Input Block Start

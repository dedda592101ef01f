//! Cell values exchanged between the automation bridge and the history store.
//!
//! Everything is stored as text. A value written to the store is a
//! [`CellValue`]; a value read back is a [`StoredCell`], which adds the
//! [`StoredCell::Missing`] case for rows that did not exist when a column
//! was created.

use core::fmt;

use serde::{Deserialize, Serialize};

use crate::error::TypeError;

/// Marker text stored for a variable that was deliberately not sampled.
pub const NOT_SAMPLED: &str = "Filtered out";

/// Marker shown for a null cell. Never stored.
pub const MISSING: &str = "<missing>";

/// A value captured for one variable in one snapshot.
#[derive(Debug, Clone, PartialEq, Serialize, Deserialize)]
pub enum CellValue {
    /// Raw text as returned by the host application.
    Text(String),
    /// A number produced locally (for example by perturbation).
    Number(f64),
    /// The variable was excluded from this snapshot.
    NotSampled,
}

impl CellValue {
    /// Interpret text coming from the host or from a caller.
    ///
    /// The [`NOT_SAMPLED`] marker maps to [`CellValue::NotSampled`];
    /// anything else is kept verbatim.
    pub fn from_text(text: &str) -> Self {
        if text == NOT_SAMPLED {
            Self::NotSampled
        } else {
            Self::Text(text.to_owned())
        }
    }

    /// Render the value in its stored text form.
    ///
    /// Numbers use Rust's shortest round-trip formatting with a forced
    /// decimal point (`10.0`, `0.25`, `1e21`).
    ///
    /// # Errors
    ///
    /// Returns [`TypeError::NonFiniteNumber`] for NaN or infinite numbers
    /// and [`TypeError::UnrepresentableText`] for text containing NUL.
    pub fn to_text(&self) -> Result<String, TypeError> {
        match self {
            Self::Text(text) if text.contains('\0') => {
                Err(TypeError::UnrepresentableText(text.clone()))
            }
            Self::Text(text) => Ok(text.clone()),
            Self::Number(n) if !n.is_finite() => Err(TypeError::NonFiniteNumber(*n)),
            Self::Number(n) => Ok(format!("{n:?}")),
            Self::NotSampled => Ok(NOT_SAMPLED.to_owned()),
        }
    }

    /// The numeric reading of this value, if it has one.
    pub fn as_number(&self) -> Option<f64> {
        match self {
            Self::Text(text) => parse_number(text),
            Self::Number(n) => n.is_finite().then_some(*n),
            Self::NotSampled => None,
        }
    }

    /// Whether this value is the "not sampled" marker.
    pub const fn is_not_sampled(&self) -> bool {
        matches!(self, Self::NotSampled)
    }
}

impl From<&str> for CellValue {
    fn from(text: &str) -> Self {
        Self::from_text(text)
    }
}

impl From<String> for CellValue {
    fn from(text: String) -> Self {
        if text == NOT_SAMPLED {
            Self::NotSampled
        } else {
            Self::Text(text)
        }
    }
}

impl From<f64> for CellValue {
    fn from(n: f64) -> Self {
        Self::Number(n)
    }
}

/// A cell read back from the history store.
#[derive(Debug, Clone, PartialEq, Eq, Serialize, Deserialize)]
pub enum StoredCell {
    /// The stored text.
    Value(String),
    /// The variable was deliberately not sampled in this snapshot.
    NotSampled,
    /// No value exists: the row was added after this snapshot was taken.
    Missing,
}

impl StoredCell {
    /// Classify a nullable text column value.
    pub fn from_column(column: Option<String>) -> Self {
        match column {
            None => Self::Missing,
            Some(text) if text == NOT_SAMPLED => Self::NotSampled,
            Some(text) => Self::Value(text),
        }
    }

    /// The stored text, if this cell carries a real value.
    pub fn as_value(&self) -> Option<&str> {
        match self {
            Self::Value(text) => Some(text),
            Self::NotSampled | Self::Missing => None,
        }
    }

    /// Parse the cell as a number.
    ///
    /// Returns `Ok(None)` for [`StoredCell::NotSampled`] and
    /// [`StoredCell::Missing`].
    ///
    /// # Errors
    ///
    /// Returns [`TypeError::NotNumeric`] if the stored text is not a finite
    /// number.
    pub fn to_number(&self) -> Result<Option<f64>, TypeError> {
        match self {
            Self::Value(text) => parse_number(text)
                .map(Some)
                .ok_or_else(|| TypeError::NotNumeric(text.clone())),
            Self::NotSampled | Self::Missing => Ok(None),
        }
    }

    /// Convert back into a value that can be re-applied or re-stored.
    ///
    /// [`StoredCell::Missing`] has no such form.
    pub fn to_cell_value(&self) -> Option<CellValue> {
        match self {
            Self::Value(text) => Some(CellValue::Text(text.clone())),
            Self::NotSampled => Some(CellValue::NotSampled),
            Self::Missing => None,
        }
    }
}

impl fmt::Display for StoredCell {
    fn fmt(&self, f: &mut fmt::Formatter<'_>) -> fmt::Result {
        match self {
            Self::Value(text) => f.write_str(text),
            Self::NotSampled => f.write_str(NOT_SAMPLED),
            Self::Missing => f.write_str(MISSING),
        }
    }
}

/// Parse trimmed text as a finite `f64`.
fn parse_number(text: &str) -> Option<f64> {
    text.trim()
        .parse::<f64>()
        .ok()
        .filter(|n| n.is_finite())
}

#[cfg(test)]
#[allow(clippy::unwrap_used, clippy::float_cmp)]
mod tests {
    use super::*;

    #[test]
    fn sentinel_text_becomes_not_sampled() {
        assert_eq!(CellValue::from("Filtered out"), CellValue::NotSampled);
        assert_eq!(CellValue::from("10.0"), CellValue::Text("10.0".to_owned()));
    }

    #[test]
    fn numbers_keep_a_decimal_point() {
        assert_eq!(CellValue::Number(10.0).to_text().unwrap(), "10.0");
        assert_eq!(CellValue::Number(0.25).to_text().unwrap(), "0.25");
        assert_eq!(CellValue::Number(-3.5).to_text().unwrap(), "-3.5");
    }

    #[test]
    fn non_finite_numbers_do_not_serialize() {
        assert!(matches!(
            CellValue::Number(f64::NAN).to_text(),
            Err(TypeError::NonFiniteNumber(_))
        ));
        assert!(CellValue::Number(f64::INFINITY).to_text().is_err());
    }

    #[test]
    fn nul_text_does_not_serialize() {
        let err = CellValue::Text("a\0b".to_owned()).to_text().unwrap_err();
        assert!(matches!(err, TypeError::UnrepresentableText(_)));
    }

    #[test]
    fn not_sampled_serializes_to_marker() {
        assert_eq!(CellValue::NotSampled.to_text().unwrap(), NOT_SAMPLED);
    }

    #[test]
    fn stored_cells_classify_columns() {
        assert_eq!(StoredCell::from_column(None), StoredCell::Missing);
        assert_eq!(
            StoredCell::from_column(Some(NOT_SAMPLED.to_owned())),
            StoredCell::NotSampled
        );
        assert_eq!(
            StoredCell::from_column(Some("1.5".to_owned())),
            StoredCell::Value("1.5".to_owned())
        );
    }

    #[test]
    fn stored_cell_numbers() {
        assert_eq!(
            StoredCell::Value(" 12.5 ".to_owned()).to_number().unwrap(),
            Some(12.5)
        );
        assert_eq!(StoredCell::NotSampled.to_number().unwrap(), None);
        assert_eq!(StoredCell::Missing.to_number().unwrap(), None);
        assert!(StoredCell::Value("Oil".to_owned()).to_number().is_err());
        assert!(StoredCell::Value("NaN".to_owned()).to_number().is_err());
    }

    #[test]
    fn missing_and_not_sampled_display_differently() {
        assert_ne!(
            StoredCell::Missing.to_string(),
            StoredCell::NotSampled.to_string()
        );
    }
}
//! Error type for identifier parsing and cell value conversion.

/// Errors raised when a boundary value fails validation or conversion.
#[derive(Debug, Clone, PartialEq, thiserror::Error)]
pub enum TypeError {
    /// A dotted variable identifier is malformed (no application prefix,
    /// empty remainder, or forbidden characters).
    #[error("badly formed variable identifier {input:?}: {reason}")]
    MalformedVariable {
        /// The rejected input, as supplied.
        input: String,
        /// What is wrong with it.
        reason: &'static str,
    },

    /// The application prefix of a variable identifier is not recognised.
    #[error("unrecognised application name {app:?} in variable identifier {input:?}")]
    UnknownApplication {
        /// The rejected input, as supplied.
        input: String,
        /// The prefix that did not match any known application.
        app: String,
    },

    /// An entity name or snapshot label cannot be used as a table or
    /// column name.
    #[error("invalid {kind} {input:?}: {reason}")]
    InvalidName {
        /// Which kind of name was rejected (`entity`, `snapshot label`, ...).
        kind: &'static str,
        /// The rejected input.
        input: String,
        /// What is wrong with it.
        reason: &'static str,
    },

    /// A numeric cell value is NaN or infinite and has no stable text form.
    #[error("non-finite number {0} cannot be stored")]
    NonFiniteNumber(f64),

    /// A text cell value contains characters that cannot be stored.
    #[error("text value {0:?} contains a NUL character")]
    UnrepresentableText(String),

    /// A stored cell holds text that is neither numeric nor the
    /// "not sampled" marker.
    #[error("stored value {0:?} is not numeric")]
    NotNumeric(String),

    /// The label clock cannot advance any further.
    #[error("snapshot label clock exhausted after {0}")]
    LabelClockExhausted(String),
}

Input Block End

Write out word for word only the lines from the start of the entries down to the line with "pub enum CellValue", please, including both ends.

- **Task output**:
repository dedda592101ef01f
//! Cell values exchanged between the automation bridge and the history store.
//!
//! Everything is stored as text. A value written to the store is a
//! [`CellValue`]; a value read back is a [`StoredCell`], which adds the
//! [`StoredCell::Missing`] case for rows that did not exist when a column
//! was created.

use core::fmt;

use serde::{Deserialize, Serialize};

use crate::error::TypeError;

/// Marker text stored for a variable that was deliberately not sampled.
pub const NOT_SAMPLED: &str = "Filtered out";

/// Marker shown for a null cell. Never stored.
pub const MISSING: &str = "<missing>";

/// A value captured for one variable in one snapshot.
#[derive(Debug, Clone, PartialEq, Serialize, Deserialize)]
pub enum CellValue {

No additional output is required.